The binding of inositol 1,4,5-trisphosphate [Ins(1,4,5)P3] to saponin-permeabilized blood-bank-outdated human platelets, 6 days old, has been characterized (Kd = 3.8 nM; Bmax = 1.7 pmol/mg protein) and used to develop a novel radioreceptor assay which allows the measurement of the Ins(1,4,5)P3 content in resting or agonist-stimulated cells. This assay is as sensitive (0.25 pmol in a 0.25 ml volume), specific, and reproducible as previously proposed methods. In addition, obtaining large batches of the Ins(1,4,5)P3 binding protein by treating outdated platelets with saponin is simple and quick and uses otherwise discarded material. Moreover, the assay is considerably cheaper than commercially available kits. Using this method we confirmed that thrombin evokes a rapid, transient, and dose-dependent increase in the platelet concentration of Ins(1,4,5)P3.

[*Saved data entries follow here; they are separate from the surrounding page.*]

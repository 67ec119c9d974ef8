use async_trait::async_trait;
use std::path::{Path, PathBuf};
use tokio::fs::{self, OpenOptions};
use tokio::io::AsyncWriteExt;
use tokio::sync::Mutex;
use tracing::info;

use crate::app::ports::FindingProcessorPort;
use crate::common::error::{RecordError, Result};
use crate::domain::CanonicalFinding;

/// Appends each finding as one JSON line.
pub struct NdjsonFindingSink {
    path: PathBuf,
    file: Mutex<fs::File>,
}

impl NdjsonFindingSink {
    pub async fn create(dir: &Path, file_name: &str) -> Result<Self> {
        fs::create_dir_all(dir).await?;
        let path = dir.join(file_name);
        let file = OpenOptions::new().create(true).append(true).open(&path).await?;
        info!("Writing findings to {}", path.display());
        Ok(Self {
            path,
            file: Mutex::new(file),
        })
    }

    pub fn path(&self) -> &Path {
        &self.path
    }
}

#[async_trait]
impl FindingProcessorPort for NdjsonFindingSink {
    async fn process(&self, finding: &CanonicalFinding) -> std::result::Result<(), RecordError> {
        let mut line = serde_json::to_vec(finding).map_err(|e| RecordError::Processing(e.to_string()))?;
        line.push(b'\n');
        let mut file = self.file.lock().await;
        file.write_all(&line)
            .await
            .map_err(|e| RecordError::Processing(format!("{}: {}", self.path.display(), e)))?;
        file.flush()
            .await
            .map_err(|e| RecordError::Processing(e.to_string()))
    }
}

/// Accepts and drops everything; used when no output directory is configured.
pub struct DiscardingSink;

#[async_trait]
impl FindingProcessorPort for DiscardingSink {
    async fn process(&self, _finding: &CanonicalFinding) -> std::result::Result<(), RecordError> {
        Ok(())
    }
}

已对肌醇1,4,5 - 三磷酸[Ins(1,4,5)P3]与皂素通透处理的6日龄血库过期人血小板的结合特性进行了表征(解离常数Kd = 3.8 nM;最大结合量Bmax = 1.7 pmol/mg蛋白质),并用于开发一种新型放射受体测定法,该方法可测量静息或激动剂刺激细胞中的Ins(1,4,5)P3含量。此测定法与先前提出的方法一样灵敏(在0.25 ml体积中为0.25 pmol)、特异且可重复。此外,通过用皂素处理过期血小板来大量获取Ins(1,4,5)P3结合蛋白既简单又快速,且利用了原本会被丢弃的材料。而且,该测定法比市售试剂盒便宜得多。使用此方法,我们证实凝血酶可引起血小板中Ins(1,4,5)P3浓度快速、短暂且剂量依赖性的增加。